*** Supplied material Section Begins ***
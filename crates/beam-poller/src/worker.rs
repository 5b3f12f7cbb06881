//! Per-device poll worker.
//!
//! # Schedule
//!
//! ```text
//!            target changed                 status no longer BUSY
//!   Normal ─────────────────► Moving ───────────────────────────► Normal
//!     │                       (poll every 0.5 s)
//!     │ pollinterval changed
//!     ▼
//!   NewInterval ── next successful poll ──► Normal
//! ```
//!
//! Failed polls are absorbed: the first five are logged, the sixth in a row
//! stretches the interval five-fold, and the next successful poll restores
//! the configured interval.

use beam_core::cache::{Cache, CacheUpdate, KEY_POLLINTERVAL, KEY_STATUS, KEY_TARGET, KEY_VALUE};
use beam_core::capabilities::{PollReading, Pollable};
use beam_core::limits::{
    DEVICE_RETRY_DELAY, MOVING_POLL_INTERVAL, POLL_ERROR_BACKOFF_FACTOR, POLL_ERROR_LOG_LIMIT,
};
use beam_core::registry::DeviceRegistry;
use beam_core::status::DeviceStatus;
use parking_lot::Mutex;
use std::sync::atomic::{AtomicBool, Ordering};
use std::sync::Arc;
use std::time::Duration;
use tokio::sync::Notify;
use tokio::time::sleep;
use tracing::{debug, info, warn};

/// Where a worker is in its schedule.
#[derive(Debug, Clone, Copy, PartialEq, Eq)]
pub enum WorkerState {
    /// Polling at the configured interval.
    Normal,
    /// A move was started; poll fast until the device is idle.
    Moving,
    /// The configured interval changed; adopt it after the next poll.
    NewInterval,
}

/// Interval bookkeeping of one poll worker.
#[derive(Debug, Clone)]
pub struct PollSchedule {
    configured: Duration,
    interval: Duration,
    state: WorkerState,
    errcount: u32,
}

impl PollSchedule {
    /// Start in `Normal` state at `configured`.
    pub fn new(configured: Duration) -> Self {
        Self {
            configured,
            interval: configured,
            state: WorkerState::Normal,
            errcount: 0,
        }
    }

    /// Current state.
    pub fn state(&self) -> WorkerState {
        self.state
    }

    /// Sleep before the next poll.
    pub fn interval(&self) -> Duration {
        self.interval
    }

    /// Interval used in `Normal` state.
    pub fn configured(&self) -> Duration {
        self.configured
    }

    /// Consecutive failed polls.
    pub fn error_count(&self) -> u32 {
        self.errcount
    }

    /// The device got a new target.
    pub fn on_target(&mut self) {
        self.state = WorkerState::Moving;
    }

    /// The device's poll interval changed; `None` keeps the current one.
    pub fn on_new_interval(&mut self, interval: Option<Duration>) {
        if let Some(interval) = interval {
            self.configured = interval;
        }
        self.state = WorkerState::NewInterval;
    }

    /// Record a failed poll; returns whether it should be logged.
    pub fn on_failure(&mut self) -> bool {
        let log = self.errcount < POLL_ERROR_LOG_LIMIT;
        if self.errcount == POLL_ERROR_LOG_LIMIT {
            self.interval *= POLL_ERROR_BACKOFF_FACTOR;
        }
        self.errcount = self.errcount.saturating_add(1);
        log
    }

    /// Record a successful poll that returned `status`.
    pub fn on_success(&mut self, status: &DeviceStatus) {
        if self.errcount > 0 {
            self.interval = self.configured;
            self.errcount = 0;
        }
        match self.state {
            WorkerState::Moving => {
                self.interval = MOVING_POLL_INTERVAL;
                if !status.is_busy() {
                    self.state = WorkerState::Normal;
                    self.interval = self.configured;
                }
            }
            WorkerState::NewInterval => {
                self.interval = self.configured;
                self.state = WorkerState::Normal;
            }
            WorkerState::Normal => {}
        }
    }
}

/// Cache `pollinterval` payload (seconds) as a duration.
fn interval_from_cache(update: &CacheUpdate) -> Option<Duration> {
    update
        .value
        .as_f64()
        .filter(|secs| *secs > 0.0)
        .and_then(|secs| Duration::try_from_secs_f64(secs).ok())
}

/// Background task polling one device into the cache.
pub(crate) struct PollWorker {
    device: String,
    registry: Arc<DeviceRegistry>,
    default_interval: Duration,
    stop: Arc<AtomicBool>,
    wake: Arc<Notify>,
}

impl PollWorker {
    pub(crate) fn new(
        device: impl Into<String>,
        registry: Arc<DeviceRegistry>,
        default_interval: Duration,
        stop: Arc<AtomicBool>,
        wake: Arc<Notify>,
    ) -> Self {
        Self {
            device: device.into(),
            registry,
            default_interval,
            stop,
            wake,
        }
    }

    fn stopped(&self) -> bool {
        self.stop.load(Ordering::SeqCst)
    }

    /// Sleep for `duration`, returning early on a wake-up.
    async fn pause(&self, duration: Duration) {
        tokio::select! {
            _ = sleep(duration) => {}
            _ = self.wake.notified() => {}
        }
    }

    /// Create the device, retrying until it works or the poller stops.
    async fn connect(&self) -> Option<Arc<dyn Pollable>> {
        loop {
            if self.stopped() {
                return None;
            }
            match self.registry.get_pollable(&self.device).await {
                Ok(device) => return Some(device),
                Err(e) => {
                    warn!(
                        device = %self.device,
                        error = %e,
                        "error creating device, trying again in {} s",
                        DEVICE_RETRY_DELAY.as_secs()
                    );
                    self.pause(DEVICE_RETRY_DELAY).await;
                }
            }
        }
    }

    pub(crate) async fn run(self) {
        let Some(device) = self.connect().await else {
            return;
        };
        let cache = self.registry.cache();
        let configured = device.poll_interval().unwrap_or(self.default_interval);
        let schedule = Arc::new(Mutex::new(PollSchedule::new(configured)));

        let on_target = {
            let schedule = schedule.clone();
            let wake = self.wake.clone();
            Arc::new(move |_: &CacheUpdate| {
                schedule.lock().on_target();
                wake.notify_one();
            })
        };
        let on_interval = {
            let schedule = schedule.clone();
            let wake = self.wake.clone();
            Arc::new(move |update: &CacheUpdate| {
                schedule.lock().on_new_interval(interval_from_cache(update));
                wake.notify_one();
            })
        };
        let subscriptions = [
            cache.subscribe(&self.device, KEY_TARGET, on_target),
            cache.subscribe(&self.device, KEY_POLLINTERVAL, on_interval),
        ];
        info!(device = %self.device, interval = ?configured, "polling started");

        let mut cycle = 0u64;
        while !self.stopped() {
            cycle += 1;
            match device.poll(cycle).await {
                Ok(reading) => {
                    debug!(
                        device = %self.device,
                        status = %reading.status,
                        value = %reading.value,
                        "polled"
                    );
                    publish(cache.as_ref(), &self.device, &reading);
                    schedule.lock().on_success(&reading.status);
                }
                Err(e) => {
                    let log = schedule.lock().on_failure();
                    if log {
                        warn!(device = %self.device, error = %e, "error reading device");
                    }
                }
            }
            let interval = schedule.lock().interval();
            self.pause(interval).await;
        }

        for id in subscriptions {
            cache.unsubscribe(id);
        }
        debug!(device = %self.device, cycles = cycle, "polling stopped");
    }
}

fn publish(cache: &dyn Cache, device: &str, reading: &PollReading) {
    cache.put(device, KEY_VALUE, reading.value.clone());
    match serde_json::to_value(&reading.status) {
        Ok(status) => cache.put(device, KEY_STATUS, status),
        Err(e) => warn!(device, error = %e, "cannot encode status"),
    }
}
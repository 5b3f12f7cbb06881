//! Subcommand implementations.

use anyhow::{bail, Result};
use beam_core::{AppResult, BeamError, DeviceRegistry, DeviceStatus, InMemoryCache, SetupConfig};
use beam_poller::{Poller, Supervisor, TokioProcessManager};
use serde_json::json;
use std::ffi::OsString;
use std::fmt;
use std::path::Path;
use std::sync::Arc;
use tokio::signal::unix::{signal, SignalKind};
use tracing::{info, warn};

/// Registry with every known driver factory and `setup` loaded.
pub fn build_registry(setup: SetupConfig) -> AppResult<Arc<DeviceRegistry>> {
    let registry = DeviceRegistry::new(Arc::new(InMemoryCache::new()));
    beam_driver_mock::register_all(&registry);
    beam_motion::register_all(&registry);
    registry.load(setup)?;
    Ok(registry)
}

/// Value and status of one device, as printed by `move` and `read`.
#[derive(Debug, Clone, PartialEq)]
pub struct Reading {
    pub device: String,
    pub value: serde_json::Value,
    pub status: DeviceStatus,
}

impl fmt::Display for Reading {
    fn fmt(&self, f: &mut fmt::Formatter<'_>) -> fmt::Result {
        write!(f, "{} = {} ({})", self.device, self.value, self.status)
    }
}

/// Read a scalar device, or all coordinates of a multi-valued one.
pub async fn read_device(registry: &Arc<DeviceRegistry>, device: &str) -> AppResult<Reading> {
    let (value, status) = match registry.get_readable(device).await {
        Ok(readable) => (
            json!(readable.read(None).await?),
            readable.status(None).await?,
        ),
        Err(BeamError::CapabilityMissing { .. }) => {
            let multi = registry.get_multi_moveable(device).await?;
            (
                json!(multi.read_values(None).await?),
                multi.status(None).await?,
            )
        }
        Err(e) => return Err(e),
    };
    Ok(Reading {
        device: device.to_string(),
        value,
        status,
    })
}

/// Move `device` and wait for it.
///
/// A single target goes to a scalar moveable when the device has one; all
/// other cases are handed to the multi-valued moveable, which checks the
/// number of coordinates.
pub async fn move_device(
    registry: &Arc<DeviceRegistry>,
    device: &str,
    targets: &[f64],
) -> AppResult<()> {
    if targets.is_empty() {
        return Err(BeamError::usage(device, "no target given"));
    }
    if let [target] = targets {
        match registry.get_moveable(device).await {
            Ok(moveable) => return moveable.move_to(*target).await,
            Err(BeamError::CapabilityMissing { .. }) => {}
            Err(e) => return Err(e),
        }
    }
    let multi = registry.get_multi_moveable(device).await?;
    multi.start_values(targets).await?;
    multi.wait().await
}

/// Resolves on Ctrl-C or SIGTERM.
async fn shutdown_signal() -> std::io::Result<()> {
    let mut terminate = signal(SignalKind::terminate())?;
    tokio::select! {
        res = tokio::signal::ctrl_c() => res,
        _ = terminate.recv() => Ok(()),
    }
}

/// Run the workers of one poller group until asked to stop.
pub async fn run_poller_group(setup: SetupConfig, group: &str) -> Result<()> {
    let registry = build_registry(setup)?;
    let poller = Poller::new(registry);
    let workers = poller.start_group(group)?;
    info!(group, workers, "poller running");

    shutdown_signal().await?;
    info!(group, "stopping poller");
    poller.quit().await;
    Ok(())
}

/// Supervise one child poller per group until asked to stop.
///
/// Children run `<program> poller --setup <path> <group>`, where the
/// program is `poller.program` from the setup or this executable.
pub async fn run_poller_master(setup: SetupConfig, path: &Path) -> Result<()> {
    let groups: Vec<String> = setup.poller.processes.keys().cloned().collect();
    if groups.is_empty() {
        bail!("setup {} defines no poller groups", path.display());
    }
    let program = match setup.poller.program.clone() {
        Some(program) => program,
        None => std::env::current_exe()?,
    };
    let args = [
        OsString::from("poller"),
        OsString::from("--setup"),
        path.as_os_str().to_owned(),
    ];
    let supervisor = Arc::new(Supervisor::new(
        Arc::new(TokioProcessManager::new(program, args)),
        groups,
    ));

    if let Err(e) = supervisor.start().await {
        if let Err(quit_err) = supervisor.quit() {
            warn!(error = %quit_err, "cannot terminate started pollers");
        }
        return Err(e.into());
    }
    let runner = {
        let supervisor = supervisor.clone();
        tokio::spawn(async move { supervisor.run().await })
    };

    shutdown_signal().await?;
    info!("stopping all pollers");
    supervisor.quit()?;
    runner.await?;
    Ok(())
}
*** Supplied material Section Ends ***
◆ Prompt
Search the data above for the string "cycle". Report every line where it is found.

◆ Written response
        let mut cycle = 0u64;
            cycle += 1;
            match device.poll(cycle).await {
        debug!(device = %self.device, cycles = cycle, "polling stopped");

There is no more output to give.